───── Given data

//! Real-time message delivery and conversation history over HTTP and WebSocket.

pub mod app_state;
pub mod db;
pub mod handlers;
pub mod http;
pub mod middleware;
pub mod openapi;
pub mod routes;
pub mod server;
pub mod services;
pub mod store;
mod tracer;
use std::time::Duration;

use chrono::Utc;
use tracing::{instrument, warn};

use crate::store::{SharedStore, StoreResult};

fn online_key(user_id: &str) -> String {
    format!("user:online:{user_id}")
}

fn activity_key(user_id: &str) -> String {
    format!("user:lastactive:{user_id}")
}

/// TTL-backed online marker and last-activity timestamp per user.
#[derive(Clone)]
pub struct Presence {
    store: SharedStore,
    online_ttl: Duration,
    activity_ttl: Duration,
}

impl std::fmt::Debug for Presence {
    fn fmt(&self, f: &mut std::fmt::Formatter<'_>) -> std::fmt::Result {
        f.debug_struct("Presence")
            .field("online_ttl", &self.online_ttl)
            .field("activity_ttl", &self.activity_ttl)
            .finish_non_exhaustive()
    }
}

impl Presence {
    #[must_use]
    pub fn new(store: SharedStore, online_ttl: Duration, activity_ttl: Duration) -> Self {
        Self {
            store,
            online_ttl,
            activity_ttl,
        }
    }

    /// Marks the user online for one TTL period.
    #[instrument(name = "presence.set_online", skip(self), err)]
    pub async fn set_online(&self, user_id: &str) -> StoreResult<()> {
        self.store
            .set_with_ttl(&online_key(user_id), "1".to_string(), self.online_ttl)
            .await
    }

    #[instrument(name = "presence.set_offline", skip(self), err)]
    pub async fn set_offline(&self, user_id: &str) -> StoreResult<()> {
        self.store.delete(&online_key(user_id)).await
    }

    pub async fn is_online(&self, user_id: &str) -> StoreResult<bool> {
        Ok(self.store.get(&online_key(user_id)).await?.is_some())
    }

    /// Records the current time as the user's last activity. Failures are logged only.
    pub async fn touch_activity(&self, user_id: &str) {
        let now = Utc::now().timestamp().to_string();
        if let Err(err) = self
            .store
            .set_with_ttl(&activity_key(user_id), now, self.activity_ttl)
            .await
        {
            warn!(user_id, error = %err, "failed to record user activity");
        }
    }

    /// Unix seconds of the user's last recorded activity, if still retained.
    pub async fn last_activity(&self, user_id: &str) -> StoreResult<Option<i64>> {
        let value = self.store.get(&activity_key(user_id)).await?;
        Ok(value.and_then(|raw| raw.parse().ok()))
    }
}
#[cfg(test)]
mod tests {
    use super::*;
    use crate::{
        services::MemoryLog,
        store::{KeyValueStore, MemoryStore, StoreResult},
    };
    use async_trait::async_trait;
    use futures::channel::mpsc as channel;
    use serde_json::{Value, json};
    use shared::{
        config::server::{Config, Profile},
        models::{Delivery, HistoryQuery},
    };
    use std::{
        collections::HashMap,
        sync::atomic::{AtomicBool, Ordering},
        time::Duration,
    };
    use tokio::sync::Notify;

    fn test_state() -> Arc<AppState> {
        Arc::new(AppState::in_memory(Config::default_for_profile(Profile::Test)))
    }

    #[derive(Debug, Clone, Copy, PartialEq, Eq)]
    enum GatedOp {
        SetWithTtl,
        Delete,
    }

    /// Holds the first armed `op` on `key` until released.
    struct Gate {
        op: GatedOp,
        key: &'static str,
        armed: AtomicBool,
        entered: Notify,
        release: Notify,
    }

    impl Gate {
        fn new(op: GatedOp, key: &'static str) -> Arc<Self> {
            Arc::new(Self {
                op,
                key,
                armed: AtomicBool::new(false),
                entered: Notify::new(),
                release: Notify::new(),
            })
        }

        fn arm(&self) {
            self.armed.store(true, Ordering::SeqCst);
        }

        async fn pass(&self, op: GatedOp, key: &str) {
            if op == self.op && key == self.key && self.armed.swap(false, Ordering::SeqCst) {
                self.entered.notify_one();
                self.release.notified().await;
            }
        }
    }

    struct GatedStore {
        inner: MemoryStore,
        gate: Arc<Gate>,
    }

    #[async_trait]
    impl KeyValueStore for GatedStore {
        async fn list_push_front_capped(&self, key: &str, value: String, cap: usize) -> StoreResult<usize> {
            self.inner.list_push_front_capped(key, value, cap).await
        }
        async fn list_fill_if_empty(&self, key: &str, values: Vec<String>, cap: usize) -> StoreResult<bool> {
            self.inner.list_fill_if_empty(key, values, cap).await
        }
        async fn list_range(&self, key: &str, limit: usize) -> StoreResult<Vec<String>> {
            self.inner.list_range(key, limit).await
        }
        async fn list_len(&self, key: &str) -> StoreResult<usize> {
            self.inner.list_len(key).await
        }
        async fn hash_incr(&self, key: &str, field: &str, delta: i64) -> StoreResult<i64> {
            self.inner.hash_incr(key, field, delta).await
        }
        async fn hash_del(&self, key: &str, field: &str) -> StoreResult<()> {
            self.inner.hash_del(key, field).await
        }
        async fn hash_get_all(&self, key: &str) -> StoreResult<HashMap<String, i64>> {
            self.inner.hash_get_all(key).await
        }
        async fn set_with_ttl(&self, key: &str, value: String, ttl: Duration) -> StoreResult<()> {
            self.gate.pass(GatedOp::SetWithTtl, key).await;
            self.inner.set_with_ttl(key, value, ttl).await
        }
        async fn get(&self, key: &str) -> StoreResult<Option<String>> {
            self.inner.get(key).await
        }
        async fn delete(&self, key: &str) -> StoreResult<()> {
            self.gate.pass(GatedOp::Delete, key).await;
            self.inner.delete(key).await
        }
    }

    fn gated_state(gate: &Arc<Gate>) -> Arc<AppState> {
        let store = GatedStore {
            inner: MemoryStore::new(),
            gate: Arc::clone(gate),
        };
        Arc::new(AppState::new(
            Arc::new(Config::default_for_profile(Profile::Test)),
            Arc::new(store),
            Arc::new(MemoryLog::new()),
            None,
        ))
    }

    struct Client {
        frames: channel::UnboundedSender<String>,
        events: channel::UnboundedReceiver<String>,
        session: tokio::task::JoinHandle<()>,
    }

    impl Client {
        fn connect(state: &Arc<AppState>, user_id: &str) -> Self {
            let (frames, inbound) = channel::unbounded();
            let (outbound, events) = channel::unbounded();
            let session = tokio::spawn(run_live_session(
                Arc::clone(state),
                user_id.to_string(),
                inbound,
                outbound,
            ));
            Self {
                frames,
                events,
                session,
            }
        }

        fn send(&self, frame: Value) {
            self.frames.unbounded_send(frame.to_string()).unwrap();
        }

        async fn next_event(&mut self) -> Value {
            let text = tokio::time::timeout(Duration::from_secs(5), self.events.next())
                .await
                .expect("event within timeout")
                .expect("channel open");
            serde_json::from_str(&text).unwrap()
        }

        async fn close(self) {
            drop(self.frames);
            self.session.await.unwrap();
        }
    }

    async fn wait_until_connected(state: &AppState, user_id: &str) {
        for _ in 0..100 {
            if state.registry.is_connected(user_id).await {
                return;
            }
            tokio::time::sleep(Duration::from_millis(10)).await;
        }
        panic!("{user_id} never connected");
    }

    #[tokio::test]
    async fn opening_a_channel_marks_the_user_online() {
        let state = test_state();
        let client = Client::connect(&state, "u1");
        wait_until_connected(&state, "u1").await;

        assert!(state.presence.is_online("u1").await.unwrap());
        assert!(state.presence.last_activity("u1").await.unwrap().is_some());

        client.close().await;
        assert!(!state.registry.is_connected("u1").await);
        assert!(!state.presence.is_online("u1").await.unwrap());
    }

    #[tokio::test]
    async fn frames_are_acked_and_delivered_to_the_receiver() {
        let state = test_state();
        let mut alice = Client::connect(&state, "u1");
        let mut bob = Client::connect(&state, "u2");
        wait_until_connected(&state, "u1").await;
        wait_until_connected(&state, "u2").await;

        alice.send(json!({ "receiver_id": "u2", "content": "hello" }));

        let ack = alice.next_event().await;
        assert_eq!(ack["type"], "ack");
        assert_eq!(ack["delivery"]["status"], "live");
        assert_eq!(ack["delivery"]["delivered"], true);

        let delivered = bob.next_event().await;
        assert_eq!(delivered["type"], "message");
        assert_eq!(delivered["message"]["sender_id"], "u1");
        assert_eq!(delivered["message"]["content"], "hello");

        assert!(state.unread.get_all("u2").await.unwrap().is_empty());

        alice.close().await;
        bob.close().await;
    }

    #[tokio::test]
    async fn frame_sender_is_the_channel_owner() {
        let state = test_state();
        let mut client = Client::connect(&state, "u1");
        wait_until_connected(&state, "u1").await;

        client.send(json!({ "sender_id": "mallory", "receiver_id": "u2", "content": "hi" }));
        let ack = client.next_event().await;
        assert_eq!(ack["message"]["sender_id"], "u1");

        let history = state
            .history
            .resolve(&HistoryQuery {
                sender_id: "u2".into(),
                receiver_id: "u1".into(),
                limit: None,
            })
            .await
            .unwrap();
        assert_eq!(history.len(), 1);
        assert_eq!(history[0].sender_id, "u1");

        client.close().await;
    }

    #[tokio::test]
    async fn invalid_frames_report_errors_and_keep_the_channel_open() {
        let state = test_state();
        let mut client = Client::connect(&state, "u1");
        wait_until_connected(&state, "u1").await;

        client.frames.unbounded_send("not json".into()).unwrap();
        let error = client.next_event().await;
        assert_eq!(error["type"], "error");
        assert_eq!(error["code"], "invalid_frame");

        client.send(json!({ "receiver_id": "u2", "content": "" }));
        let error = client.next_event().await;
        assert_eq!(error["code"], "validation_failed");

        client.send(json!({ "receiver_id": "u2", "content": "still here" }));
        let ack = client.next_event().await;
        assert_eq!(ack["type"], "ack");
        assert_eq!(ack["delivery"], json!({ "status": "unread", "count": 1 }));

        client.close().await;
    }

    #[tokio::test]
    async fn superseded_connection_does_not_mark_user_offline() {
        let state = test_state();
        let first = Client::connect(&state, "u1");
        wait_until_connected(&state, "u1").await;

        let mut second = Client::connect(&state, "u1");
        // An ack proves the second session registered before reading frames.
        second.send(json!({ "receiver_id": "u2", "content": "from the new tab" }));
        assert_eq!(second.next_event().await["type"], "ack");

        first.close().await;
        assert!(state.registry.is_connected("u1").await);
        assert!(state.presence.is_online("u1").await.unwrap());

        second.close().await;
        assert!(!state.registry.is_connected("u1").await);
        assert!(!state.presence.is_online("u1").await.unwrap());
    }

    #[tokio::test]
    async fn reconnect_during_connect_keeps_new_connection_online() {
        let gate = Gate::new(GatedOp::SetWithTtl, "user:lastactive:u1");
        let state = gated_state(&gate);
        let mut first = Client::connect(&state, "u1");
        first.send(json!({ "receiver_id": "u2", "content": "first tab" }));
        assert_eq!(first.next_event().await["type"], "ack");

        // The new session stalls while recording activity on connect.
        gate.arm();
        let mut second = Client::connect(&state, "u1");
        gate.entered.notified().await;

        first.close().await;
        gate.release.notify_one();

        second.send(json!({ "receiver_id": "u2", "content": "second tab" }));
        assert_eq!(second.next_event().await["type"], "ack");
        assert!(state.registry.is_connected("u1").await);
        assert!(state.presence.is_online("u1").await.unwrap());

        second.close().await;
        assert!(!state.presence.is_online("u1").await.unwrap());
    }

    #[tokio::test]
    async fn stale_disconnect_finishes_before_new_connection_registers() {
        let gate = Gate::new(GatedOp::Delete, "user:online:u1");
        let state = gated_state(&gate);
        let mut first = Client::connect(&state, "u1");
        first.send(json!({ "receiver_id": "u2", "content": "first tab" }));
        assert_eq!(first.next_event().await["type"], "ack");

        // The old session stalls while clearing the online marker.
        gate.arm();
        let closing = tokio::spawn(first.close());
        gate.entered.notified().await;

        let mut second = Client::connect(&state, "u1");
        tokio::time::sleep(Duration::from_millis(50)).await;
        gate.release.notify_one();
        closing.await.unwrap();

        second.send(json!({ "receiver_id": "u2", "content": "second tab" }));
        assert_eq!(second.next_event().await["type"], "ack");
        assert!(state.registry.is_connected("u1").await);
        assert!(state.presence.is_online("u1").await.unwrap());

        second.close().await;
    }

    #[tokio::test]
    async fn delivery_to_a_closed_writer_reports_not_delivered() {
        let state = test_state();
        let client = Client::connect(&state, "u2");
        wait_until_connected(&state, "u2").await;
        drop(client.events);

        let request = SendMessageRequest {
            sender_id: "u1".into(),
            sender: None,
            receiver_id: "u2".into(),
            content: "anyone?".into(),
            msg_type: None,
        };
        // The first delivery may still be queued before the writer notices the
        // closed sink; later ones are refused once the writer is gone.
        let mut last = None;
        for _ in 0..100 {
            let receipt = state.dispatcher.submit(request.clone()).await.unwrap();
            if receipt.delivery == (Delivery::Live { delivered: false }) {
                last = Some(receipt.delivery);
                break;
            }
            tokio::time::sleep(Duration::from_millis(5)).await;
        }
        assert_eq!(last, Some(Delivery::Live { delivered: false }));

        drop(client.frames);
        client.session.await.unwrap();
    }
}
use std::{sync::Arc, time::Duration};

use async_trait::async_trait;
use futures::stream::BoxStream;
use shared::models::{ConversationKey, Delivery, LiveEvent, Message};
use tokio::sync::Mutex;

use super::{
    ConnectionHandle, DispatchError, DurableLog, LogError, MemoryLog,
    testing::{FailingStore, Fixture, TOPIC, request},
};
use crate::store::{KeyValueStore, MemoryStore, SharedStore};

fn key(a: &str, b: &str) -> ConversationKey {
    ConversationKey::new(a, b).unwrap()
}

#[tokio::test]
async fn offline_receiver_gets_unread_tally() {
    let fx = Fixture::new();

    let receipt = fx.dispatcher.submit(request("u1", "u2", "hello")).await.unwrap();

    assert_eq!(receipt.delivery, Delivery::Unread { count: 1 });
    assert_eq!(receipt.message.sender_id, "u1");
    assert_eq!(fx.log.len(TOPIC).await, 1);
    assert_eq!(fx.cache.len(&key("u1", "u2")).await.unwrap(), 1);
    assert_eq!(fx.unread.get_all("u2").await.unwrap().get("u1"), Some(&1));
}

#[tokio::test]
async fn every_offline_message_adds_one() {
    let fx = Fixture::new();
    for expected in 1..=3 {
        let receipt = fx.dispatcher.submit(request("u1", "u2", "ping")).await.unwrap();
        assert_eq!(receipt.delivery, Delivery::Unread { count: expected });
    }
    assert_eq!(fx.unread.get_all("u2").await.unwrap().get("u1"), Some(&3));
}

#[tokio::test]
async fn online_receiver_gets_live_frame_and_no_tally() {
    let fx = Fixture::new();
    let (handle, mut events) = ConnectionHandle::new(8);
    fx.registry.register("u2", handle).await;
    fx.presence.set_online("u2").await.unwrap();

    let receipt = fx.dispatcher.submit(request("u1", "u2", "hello")).await.unwrap();

    assert_eq!(receipt.delivery, Delivery::Live { delivered: true });
    match events.recv().await {
        Some(LiveEvent::Message { message }) => assert_eq!(message.content, "hello"),
        other => panic!("unexpected event: {other:?}"),
    }
    assert!(fx.unread.get_all("u2").await.unwrap().is_empty());
}

#[tokio::test]
async fn online_without_connection_is_dropped_not_tallied() {
    let fx = Fixture::new();
    fx.presence.set_online("u2").await.unwrap();

    let receipt = fx.dispatcher.submit(request("u1", "u2", "hello")).await.unwrap();

    assert_eq!(receipt.delivery, Delivery::Live { delivered: false });
    assert!(fx.unread.get_all("u2").await.unwrap().is_empty());
    assert_eq!(fx.log.len(TOPIC).await, 1);
}

#[tokio::test]
async fn invalid_request_has_no_side_effects() {
    let fx = Fixture::new();

    let err = fx.dispatcher.submit(request("u1", "u2", "   ")).await.unwrap_err();

    assert!(matches!(err, DispatchError::Validation(_)));
    assert_eq!(err.code(), "validation_failed");
    assert_eq!(fx.log.len(TOPIC).await, 0);
    assert_eq!(fx.cache.len(&key("u1", "u2")).await.unwrap(), 0);
    assert!(fx.unread.get_all("u2").await.unwrap().is_empty());
}

#[tokio::test]
async fn failed_append_stops_the_flow() {
    let fx = Fixture::new();
    let (handle, mut events) = ConnectionHandle::new(8);
    fx.registry.register("u2", handle).await;
    fx.presence.set_online("u2").await.unwrap();
    fx.log.set_available(false);

    let err = fx.dispatcher.submit(request("u1", "u2", "hello")).await.unwrap_err();

    assert!(matches!(err, DispatchError::Persistence(LogError::Unavailable(_))));
    assert_eq!(err.code(), "persistence_failed");
    assert_eq!(fx.cache.len(&key("u1", "u2")).await.unwrap(), 0);
    assert!(events.try_recv().is_err());

    fx.presence.set_offline("u2").await.unwrap();
    assert!(fx.dispatcher.submit(request("u1", "u2", "again")).await.is_err());
    assert!(fx.unread.get_all("u2").await.unwrap().is_empty());
}

#[tokio::test]
async fn cache_failure_does_not_fail_dispatch() {
    let store = Arc::new(MemoryStore::new());
    store
        .set_with_ttl("chat:u1:u2", "not a list".into(), Duration::from_secs(600))
        .await
        .unwrap();
    let fx = Fixture::with_store(store);

    let receipt = fx.dispatcher.submit(request("u1", "u2", "hello")).await.unwrap();

    assert_eq!(receipt.delivery, Delivery::Unread { count: 1 });
    assert_eq!(fx.log.len(TOPIC).await, 1);
}

#[tokio::test]
async fn unreachable_store_still_persists() {
    let fx = Fixture::with_store(Arc::new(FailingStore));

    let receipt = fx.dispatcher.submit(request("u1", "u2", "hello")).await.unwrap();

    assert_eq!(receipt.delivery, Delivery::Unrecorded);
    assert_eq!(fx.log.len(TOPIC).await, 1);
}

#[tokio::test]
async fn frame_is_sent_as_channel_owner() {
    let fx = Fixture::new();

    let receipt = fx
        .dispatcher
        .submit_frame("u1", request("mallory", "u2", "hi"))
        .await
        .unwrap();

    assert_eq!(receipt.message.sender_id, "u1");
    assert_eq!(fx.unread.get_all("u2").await.unwrap().get("u1"), Some(&1));
    assert!(!fx.unread.get_all("u2").await.unwrap().contains_key("mallory"));
}

#[tokio::test]
async fn dispatch_records_sender_activity() {
    let fx = Fixture::new();
    fx.dispatcher.submit(request("u1", "u2", "hi")).await.unwrap();
    assert!(fx.presence.last_activity("u1").await.unwrap().is_some());
}

/// Records how many cached entries the conversation had when each append ran.
struct CacheWatchingLog {
    inner: MemoryLog,
    store: SharedStore,
    cached_at_append: Mutex<Vec<usize>>,
}

#[async_trait]
impl DurableLog for CacheWatchingLog {
    async fn append(&self, topic: &str, key: &str, message: &Message) -> Result<(), LogError> {
        let cached = self.store.list_len(&format!("chat:{key}")).await.unwrap();
        self.cached_at_append.lock().await.push(cached);
        self.inner.append(topic, key, message).await
    }

    fn scan(&self, topic: &str, keys: &[String]) -> BoxStream<'static, Message> {
        self.inner.scan(topic, keys)
    }
}

#[tokio::test]
async fn append_happens_before_cache_update() {
    let store: SharedStore = Arc::new(MemoryStore::new());
    let watcher = Arc::new(CacheWatchingLog {
        inner: MemoryLog::new(),
        store: Arc::clone(&store),
        cached_at_append: Mutex::new(Vec::new()),
    });
    let fx = Fixture::build(
        Arc::clone(&store),
        Arc::clone(&watcher) as Arc<dyn DurableLog>,
        Arc::new(MemoryLog::new()),
    );

    for content in ["a", "b", "c"] {
        fx.dispatcher.submit(request("u2", "u1", content)).await.unwrap();
    }

    assert_eq!(*watcher.cached_at_append.lock().await, vec![0, 1, 2]);
    assert_eq!(fx.cache.len(&key("u1", "u2")).await.unwrap(), 3);
}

──────────

• _Aim of the task_
The output should be exactly the lines above from the line containing "client.session.await.unwrap();" to the line containing "fn key(a: &str, b: &str)", inclusive, with no other lines.

• _Response below_
        client.session.await.unwrap();
    }
}
use std::{sync::Arc, time::Duration};

use async_trait::async_trait;
use futures::stream::BoxStream;
use shared::models::{ConversationKey, Delivery, LiveEvent, Message};
use tokio::sync::Mutex;

use super::{
    ConnectionHandle, DispatchError, DurableLog, LogError, MemoryLog,
    testing::{FailingStore, Fixture, TOPIC, request},
};
use crate::store::{KeyValueStore, MemoryStore, SharedStore};

fn key(a: &str, b: &str) -> ConversationKey {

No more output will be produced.